— SOURCE MATERIAL —
|---|
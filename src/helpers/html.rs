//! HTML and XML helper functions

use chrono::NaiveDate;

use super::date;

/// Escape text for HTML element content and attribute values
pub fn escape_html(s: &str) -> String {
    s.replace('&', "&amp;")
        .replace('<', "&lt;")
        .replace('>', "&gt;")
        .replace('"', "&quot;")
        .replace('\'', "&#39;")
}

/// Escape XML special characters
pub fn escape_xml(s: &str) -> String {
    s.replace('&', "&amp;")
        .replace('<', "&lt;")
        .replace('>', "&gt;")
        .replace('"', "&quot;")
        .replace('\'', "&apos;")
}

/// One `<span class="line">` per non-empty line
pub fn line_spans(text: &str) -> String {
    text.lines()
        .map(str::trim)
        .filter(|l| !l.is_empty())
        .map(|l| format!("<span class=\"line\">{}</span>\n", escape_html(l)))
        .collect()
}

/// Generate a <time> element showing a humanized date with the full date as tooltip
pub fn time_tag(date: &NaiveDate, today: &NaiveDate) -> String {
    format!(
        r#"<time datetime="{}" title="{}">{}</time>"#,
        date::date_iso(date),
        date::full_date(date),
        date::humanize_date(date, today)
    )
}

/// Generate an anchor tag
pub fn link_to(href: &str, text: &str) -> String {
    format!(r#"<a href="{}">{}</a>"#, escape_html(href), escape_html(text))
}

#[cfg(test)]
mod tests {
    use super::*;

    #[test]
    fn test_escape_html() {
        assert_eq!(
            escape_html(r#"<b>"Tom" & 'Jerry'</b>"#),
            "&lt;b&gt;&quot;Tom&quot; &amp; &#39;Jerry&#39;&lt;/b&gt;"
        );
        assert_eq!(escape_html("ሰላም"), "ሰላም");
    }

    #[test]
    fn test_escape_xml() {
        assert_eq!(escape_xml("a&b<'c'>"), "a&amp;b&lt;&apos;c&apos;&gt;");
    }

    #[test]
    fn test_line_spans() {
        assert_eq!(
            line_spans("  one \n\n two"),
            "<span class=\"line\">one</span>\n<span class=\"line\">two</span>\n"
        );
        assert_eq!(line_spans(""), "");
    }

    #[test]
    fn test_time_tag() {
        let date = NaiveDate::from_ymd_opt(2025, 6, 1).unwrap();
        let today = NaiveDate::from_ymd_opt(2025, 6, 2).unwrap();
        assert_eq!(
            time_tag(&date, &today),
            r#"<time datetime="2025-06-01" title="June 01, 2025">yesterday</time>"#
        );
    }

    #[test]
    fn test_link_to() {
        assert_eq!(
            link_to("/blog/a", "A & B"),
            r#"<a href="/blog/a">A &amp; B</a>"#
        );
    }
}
|---|
— WHAT THIS TASK INVOLVES —
I'd like the records returned exactly as they were written, please.

— ANSWER FOR THIS EXERCISE —
filename src/helpers/html.rs
//! HTML and XML helper functions

use chrono::NaiveDate;

use super::date;

/// Escape text for HTML element content and attribute values
pub fn escape_html(s: &str) -> String {
    s.replace('&', "&amp;")
        .replace('<', "&lt;")
        .replace('>', "&gt;")
        .replace('"', "&quot;")
        .replace('\'', "&#39;")
}

/// Escape XML special characters
pub fn escape_xml(s: &str) -> String {
    s.replace('&', "&amp;")
        .replace('<', "&lt;")
        .replace('>', "&gt;")
        .replace('"', "&quot;")
        .replace('\'', "&apos;")
}

/// One `<span class="line">` per non-empty line
pub fn line_spans(text: &str) -> String {
    text.lines()
        .map(str::trim)
        .filter(|l| !l.is_empty())
        .map(|l| format!("<span class=\"line\">{}</span>\n", escape_html(l)))
        .collect()
}

/// Generate a <time> element showing a humanized date with the full date as tooltip
pub fn time_tag(date: &NaiveDate, today: &NaiveDate) -> String {
    format!(
        r#"<time datetime="{}" title="{}">{}</time>"#,
        date::date_iso(date),
        date::full_date(date),
        date::humanize_date(date, today)
    )
}

/// Generate an anchor tag
pub fn link_to(href: &str, text: &str) -> String {
    format!(r#"<a href="{}">{}</a>"#, escape_html(href), escape_html(text))
}

#[cfg(test)]
mod tests {
    use super::*;

    #[test]
    fn test_escape_html() {
        assert_eq!(
            escape_html(r#"<b>"Tom" & 'Jerry'</b>"#),
            "&lt;b&gt;&quot;Tom&quot; &amp; &#39;Jerry&#39;&lt;/b&gt;"
        );
        assert_eq!(escape_html("ሰላም"), "ሰላም");
    }

    #[test]
    fn test_escape_xml() {
        assert_eq!(escape_xml("a&b<'c'>"), "a&amp;b&lt;&apos;c&apos;&gt;");
    }

    #[test]
    fn test_line_spans() {
        assert_eq!(
            line_spans("  one \n\n two"),
            "<span class=\"line\">one</span>\n<span class=\"line\">two</span>\n"
        );
        assert_eq!(line_spans(""), "");
    }

    #[test]
    fn test_time_tag() {
        let date = NaiveDate::from_ymd_opt(2025, 6, 1).unwrap();
        let today = NaiveDate::from_ymd_opt(2025, 6, 2).unwrap();
        assert_eq!(
            time_tag(&date, &today),
            r#"<time datetime="2025-06-01" title="June 01, 2025">yesterday</time>"#
        );
    }

    #[test]
    fn test_link_to() {
        assert_eq!(
            link_to("/blog/a", "A & B"),
            r#"<a href="/blog/a">A &amp; B</a>"#
        );
    }
}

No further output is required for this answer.